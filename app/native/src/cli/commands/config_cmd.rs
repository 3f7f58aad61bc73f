//! Config CLI commands.
//!
//! Commands for managing the Wingman configuration file.

use std::path::PathBuf;

use clap::Subcommand;
use colored::Colorize;

use crate::cli::output;
use crate::config::template::{create_config_file, generate_config_template};
use crate::config::{self, config_paths};
use crate::error::WingmanError;

/// Config management commands.
#[derive(Subcommand, Debug)]
#[command(next_display_order = None)]
pub enum ConfigCommands {
    /// Initialize a new configuration file with all options documented.
    ///
    /// Creates a new configuration file at the default location with all
    /// available options commented out.
    #[command(
        name = "init",
        after_long_help = r#"Examples:
  wingman config init              # Create config at default location
  wingman config init --force      # Overwrite existing config
  wingman config init --path ~/my-config.json  # Create at custom path
  wingman config init --stdout     # Print template to stdout"#
    )]
    Init {
        /// Overwrite existing configuration file if it exists.
        #[arg(long, short)]
        force: bool,

        /// Custom path for the configuration file.
        /// If not specified, uses the first search path.
        #[arg(long, short, value_name = "PATH")]
        path: Option<String>,

        /// Print the configuration template to stdout instead of writing to a file.
        #[arg(long)]
        stdout: bool,
    },

    /// Show the path to the configuration file.
    ///
    /// Displays the paths where Wingman looks for configuration files,
    /// and indicates which one is currently in use (if any).
    Path,

    /// Print the effective configuration.
    ///
    /// Shows the loaded file merged with defaults, after out-of-range values
    /// have been clamped.
    Show,
}

/// Execute config subcommands.
///
/// # Errors
///
/// Returns an error if the command execution fails.
pub fn execute(cmd: &ConfigCommands) -> Result<(), WingmanError> {
    match cmd {
        ConfigCommands::Init { force, path, stdout } => {
            if *stdout {
                println!("{}", generate_config_template());
                Ok(())
            } else {
                init_config(*force, path.as_deref().map(config::expand_path))
            }
        }
        ConfigCommands::Path => {
            show_config_path();
            Ok(())
        }
        ConfigCommands::Show => show_config(),
    }
}

/// Where `config init` writes when no path is given.
fn default_init_path() -> PathBuf {
    config_paths().into_iter().next().unwrap_or_else(|| PathBuf::from("wingman.json"))
}

/// Initialize a new configuration file.
fn init_config(force: bool, custom_path: Option<PathBuf>) -> Result<(), WingmanError> {
    let config_path = custom_path.unwrap_or_else(default_init_path);

    if config_path.exists() && !force {
        return Err(WingmanError::ConfigError(format!(
            "Configuration file already exists at: {}\nUse --force to overwrite.",
            config_path.display()
        )));
    }

    create_config_file(&config_path).map_err(|e| {
        WingmanError::ConfigError(format!("Failed to create config file {}: {e}", config_path.display()))
    })?;

    println!("Configuration file created at: {}", config_path.display());
    println!("\nAll options are commented out by default.");
    println!("Edit the file and uncomment the options you want to configure.");

    Ok(())
}

/// Show the configuration file search paths.
fn show_config_path() {
    if let Some(custom) = config::custom_config_path() {
        println!("Using configuration from --config: {}", custom.display());
        return;
    }

    println!("Configuration file search paths (in priority order):\n");

    let mut found_config = false;
    for (i, path) in config_paths().iter().enumerate() {
        let exists = path.exists();
        let marker = if exists && !found_config {
            found_config = true;
            " (active)".green().to_string()
        } else if exists {
            " (exists)".dimmed().to_string()
        } else {
            String::new()
        };

        println!("  {}. {}{}", i + 1, path.display(), marker);
    }

    if !found_config {
        println!("\nNo configuration file found.");
        println!("Run 'wingman config init' to create one.");
    }
}

/// Print the effective configuration as JSON.
fn show_config() -> Result<(), WingmanError> {
    let loaded = config::init();
    match config::get_config_path() {
        Some(path) => println!("{} {}", "Source:".bold(), path.display()),
        None => println!("{} {}", "Source:".bold(), "defaults".dimmed()),
    }
    output::print_highlighted_json(&serde_json::to_value(loaded)?);
    Ok(())
}

#[cfg(test)]
mod tests {
    use super::*;

    #[test]
    fn test_default_init_path_is_a_json_file() {
        let path = default_init_path();
        assert_eq!(path.extension().and_then(|e| e.to_str()), Some("json"));
    }

    #[test]
    fn test_init_config_writes_template() {
        let dir = tempfile::tempdir().unwrap();
        let path = dir.path().join("wingman").join("config.json");

        init_config(false, Some(path.clone())).unwrap();
        let written = std::fs::read_to_string(&path).unwrap();
        assert_eq!(written, generate_config_template());
    }

    #[test]
    fn test_init_config_refuses_to_overwrite() {
        let dir = tempfile::tempdir().unwrap();
        let path = dir.path().join("config.json");
        std::fs::write(&path, "{}").unwrap();

        let err = init_config(false, Some(path.clone())).unwrap_err();
        assert!(matches!(err, WingmanError::ConfigError(_)));
        assert_eq!(std::fs::read_to_string(&path).unwrap(), "{}");

        init_config(true, Some(path.clone())).unwrap();
        assert_eq!(std::fs::read_to_string(&path).unwrap(), generate_config_template());
    }
}
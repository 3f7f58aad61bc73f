//! Window Surface collaborator.
//!
//! The tiling engine never talks to the windowing system directly. Every
//! query and mutation goes through the [`WindowSurface`] trait:
//!
//! - geometry: `window_rect`, `frame_bounds`, `move_window`, `monitor_from_rect`
//! - display state: `display_state`, `set_display_state`, `is_visible`
//! - cosmetics: `set_opacity` and the optional decoration hooks
//! - focus: `set_focus`, `foreground_window`
//! - discovery: `monitors`, `enumerate_windows`
//!
//! Implementations must be thread-safe: watcher tasks query the surface
//! concurrently with the coordinator, which is the only caller that mutates.
//!
//! [`MemorySurface`] is a complete in-memory desktop used by the test-suite
//! and by the `simulate` command.

mod memory;

pub use memory::{Insets, MemorySurface, WindowSpec};
use serde::{Deserialize, Serialize};

use super::error::TilingResult;
use super::state::{Rect, ScreenId, WindowId};

/// Identifier of a decoration overlay created by the surface.
pub type DecorationId = u64;

/// Show state of a top-level window.
#[derive(Clone, Copy, Debug, Default, PartialEq, Eq, Hash, Serialize, Deserialize)]
#[serde(rename_all = "kebab-case")]
pub enum DisplayState {
    /// Restored, freely positioned.
    #[default]
    Normal,
    /// OS-maximized to the monitor work-area.
    Maximized,
    /// Iconified to the task bar.
    Minimized,
}

/// A monitor as reported by the surface.
#[derive(Clone, Copy, Debug, PartialEq, Eq, Serialize, Deserialize)]
pub struct MonitorInfo {
    /// Opaque monitor id.
    pub id: ScreenId,
    /// Usable area (excluding task bars and docks).
    pub work_area: Rect,
    /// Full physical monitor rectangle.
    pub rect: Rect,
}

/// One entry of a window enumeration.
#[derive(Clone, Debug, PartialEq, Eq, Serialize, Deserialize)]
pub struct SurfaceWindow {
    /// Window handle.
    pub id: WindowId,
    /// Title text, empty for untitled windows.
    pub title: String,
    /// Raw window rectangle.
    pub rect: Rect,
    /// Owner window, set for dialogs and other owned windows.
    pub owner: Option<WindowId>,
    /// Hidden by the OS (e.g. placed on another virtual desktop).
    pub cloaked: bool,
    /// Iconified.
    pub minimized: bool,
    /// Visible flag as reported by the OS.
    pub visible: bool,
    /// Whether the window shows a title bar. Tray and tool windows do not.
    pub has_titlebar: bool,
}

/// Low-level window primitives consumed by the tiling engine.
pub trait WindowSurface: Send + Sync {
    /// All monitors, in no particular order.
    fn monitors(&self) -> Vec<MonitorInfo>;

    /// All top-level windows, front to back.
    fn enumerate_windows(&self) -> Vec<SurfaceWindow>;

    /// Raw window rectangle, including invisible resize borders and shadow.
    ///
    /// # Errors
    ///
    /// Returns [`super::TilingError::SurfaceGone`] if the handle is invalid.
    fn window_rect(&self, id: WindowId) -> TilingResult<Rect>;

    /// Visible frame bounds, excluding the shadow.
    ///
    /// # Errors
    ///
    /// Returns [`super::TilingError::SurfaceGone`] if the handle is invalid.
    fn frame_bounds(&self, id: WindowId) -> TilingResult<Rect>;

    /// Move and resize the raw window rectangle. The window may refuse parts
    /// of the request (for example by enforcing its own minimum width).
    ///
    /// # Errors
    ///
    /// Returns [`super::TilingError::SurfaceGone`] if the handle is invalid.
    fn move_window(&self, id: WindowId, rect: Rect) -> TilingResult<()>;

    /// Current show state.
    ///
    /// # Errors
    ///
    /// Returns [`super::TilingError::SurfaceGone`] if the handle is invalid.
    fn display_state(&self, id: WindowId) -> TilingResult<DisplayState>;

    /// Change the show state.
    ///
    /// # Errors
    ///
    /// Returns [`super::TilingError::SurfaceGone`] if the handle is invalid.
    fn set_display_state(&self, id: WindowId, state: DisplayState) -> TilingResult<()>;

    /// Whether the window is currently shown (visible and not iconified).
    fn is_visible(&self, id: WindowId) -> bool;

    /// Apply a whole-window opacity (0 transparent, 255 opaque).
    ///
    /// # Errors
    ///
    /// Returns [`super::TilingError::SurfaceGone`] if the handle is invalid.
    fn set_opacity(&self, id: WindowId, opacity: u8) -> TilingResult<()>;

    /// Raise the window and give it input focus.
    ///
    /// # Errors
    ///
    /// Returns [`super::TilingError::SurfaceGone`] if the handle is invalid.
    fn set_focus(&self, id: WindowId) -> TilingResult<()>;

    /// The window that currently has input focus.
    fn foreground_window(&self) -> Option<WindowId>;

    /// Title text of the window, `None` if the handle is invalid.
    fn window_title(&self, id: WindowId) -> Option<String>;

    /// Owner of the window, `None` for unowned top-level windows.
    fn window_owner(&self, id: WindowId) -> Option<WindowId>;

    /// Monitor showing the largest part of `rect`, `None` when it is off-screen.
    fn monitor_from_rect(&self, rect: Rect) -> Option<ScreenId> {
        self.monitors()
            .into_iter()
            .map(|m| (m.rect.overlap_area(&rect), m.id))
            .filter(|(area, _)| *area > 0)
            .max_by_key(|(area, _)| *area)
            .map(|(_, id)| id)
    }

    /// Create a decoration overlay behind the window. Surfaces without
    /// decoration support return `None`.
    fn create_decoration(&self, _id: WindowId, _rect: Rect) -> Option<DecorationId> { None }

    /// Keep a decoration aligned with its window.
    fn move_decoration(&self, _decoration: DecorationId, _rect: Rect) {}

    /// Destroy a decoration overlay.
    fn destroy_decoration(&self, _decoration: DecorationId) {}
}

#### TASK TO CARRY OUT
Gather all lines from the records above in which "text" appears.

#### SOLUTION TO THIS TASK
    /// Title text, empty for untitled windows.
    /// Title text of the window, `None` if the handle is invalid.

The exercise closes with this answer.